*What is expected*
Below are the records; repeat them in full, exactly.

#### Records for processing

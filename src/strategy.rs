// src/strategy.rs
// Decides between one batched search call and one call per keyword.
// Larger expected payloads are more likely to come back truncated, so the decision is
// driven by predicted response size rather than keyword content.

use crate::config::Config;
use crate::types::KeywordRequest;
use log::debug;

pub const DEFAULT_MAX_TOTAL_TOPICS: usize = 12;
pub const DEFAULT_MAX_ESTIMATED_TOKENS: usize = 2000;
pub const DEFAULT_MAX_KEYWORDS: usize = 3;
pub const DEFAULT_TOKENS_PER_TOPIC: usize = 100;

/// Predicted size of a batched response.
#[derive(Debug, Clone, Copy, PartialEq, Eq)]
pub struct BatchEstimate {
    pub keywords: usize,
    pub total_topics: usize,
    pub estimated_tokens: usize,
}

#[derive(Debug, Clone, PartialEq, Eq)]
pub struct FetchStrategySelector {
    pub max_total_topics: usize,
    pub max_estimated_tokens: usize,
    pub max_keywords: usize,
    pub tokens_per_topic: usize,
}

impl Default for FetchStrategySelector {
    fn default() -> Self {
        Self {
            max_total_topics: DEFAULT_MAX_TOTAL_TOPICS,
            max_estimated_tokens: DEFAULT_MAX_ESTIMATED_TOKENS,
            max_keywords: DEFAULT_MAX_KEYWORDS,
            tokens_per_topic: DEFAULT_TOKENS_PER_TOPIC,
        }
    }
}

impl FetchStrategySelector {
    pub fn from_config(config: &Config) -> Self {
        Self {
            max_total_topics: config.batch_max_total_topics,
            max_estimated_tokens: config.batch_max_estimated_tokens,
            max_keywords: config.batch_max_keywords,
            tokens_per_topic: config.batch_tokens_per_topic,
        }
    }

    pub fn estimate(&self, requests: &[KeywordRequest]) -> BatchEstimate {
        let total_topics: usize = requests.iter().map(KeywordRequest::max_results).sum();
        BatchEstimate {
            keywords: requests.len(),
            total_topics,
            estimated_tokens: total_topics.saturating_mul(self.tokens_per_topic),
        }
    }

    /// `true` when a single batched call is expected to come back intact.
    pub fn should_batch(&self, requests: &[KeywordRequest]) -> bool {
        let estimate = self.estimate(requests);
        let batch = estimate.total_topics <= self.max_total_topics
            && estimate.estimated_tokens <= self.max_estimated_tokens
            && estimate.keywords <= self.max_keywords;
        debug!(
            "Strategy for {} keywords: {} topics, ~{} tokens -> {}",
            estimate.keywords,
            estimate.total_topics,
            estimate.estimated_tokens,
            if batch { "batch" } else { "individual" }
        );
        batch
    }
}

########

*Written answer*
filename src/strategy.rs
// src/strategy.rs
// Decides between one batched search call and one call per keyword.
// Larger expected payloads are more likely to come back truncated, so the decision is
// driven by predicted response size rather than keyword content.

use crate::config::Config;
use crate::types::KeywordRequest;
use log::debug;

pub const DEFAULT_MAX_TOTAL_TOPICS: usize = 12;
pub const DEFAULT_MAX_ESTIMATED_TOKENS: usize = 2000;
pub const DEFAULT_MAX_KEYWORDS: usize = 3;
pub const DEFAULT_TOKENS_PER_TOPIC: usize = 100;

/// Predicted size of a batched response.
#[derive(Debug, Clone, Copy, PartialEq, Eq)]
pub struct BatchEstimate {
    pub keywords: usize,
    pub total_topics: usize,
    pub estimated_tokens: usize,
}

#[derive(Debug, Clone, PartialEq, Eq)]
pub struct FetchStrategySelector {
    pub max_total_topics: usize,
    pub max_estimated_tokens: usize,
    pub max_keywords: usize,
    pub tokens_per_topic: usize,
}

impl Default for FetchStrategySelector {
    fn default() -> Self {
        Self {
            max_total_topics: DEFAULT_MAX_TOTAL_TOPICS,
            max_estimated_tokens: DEFAULT_MAX_ESTIMATED_TOKENS,
            max_keywords: DEFAULT_MAX_KEYWORDS,
            tokens_per_topic: DEFAULT_TOKENS_PER_TOPIC,
        }
    }
}

impl FetchStrategySelector {
    pub fn from_config(config: &Config) -> Self {
        Self {
            max_total_topics: config.batch_max_total_topics,
            max_estimated_tokens: config.batch_max_estimated_tokens,
            max_keywords: config.batch_max_keywords,
            tokens_per_topic: config.batch_tokens_per_topic,
        }
    }

    pub fn estimate(&self, requests: &[KeywordRequest]) -> BatchEstimate {
        let total_topics: usize = requests.iter().map(KeywordRequest::max_results).sum();
        BatchEstimate {
            keywords: requests.len(),
            total_topics,
            estimated_tokens: total_topics.saturating_mul(self.tokens_per_topic),
        }
    }

    /// `true` when a single batched call is expected to come back intact.
    pub fn should_batch(&self, requests: &[KeywordRequest]) -> bool {
        let estimate = self.estimate(requests);
        let batch = estimate.total_topics <= self.max_total_topics
            && estimate.estimated_tokens <= self.max_estimated_tokens
            && estimate.keywords <= self.max_keywords;
        debug!(
            "Strategy for {} keywords: {} topics, ~{} tokens -> {}",
            estimate.keywords,
            estimate.total_topics,
            estimate.estimated_tokens,
            if batch { "batch" } else { "individual" }
        );
        batch
    }
}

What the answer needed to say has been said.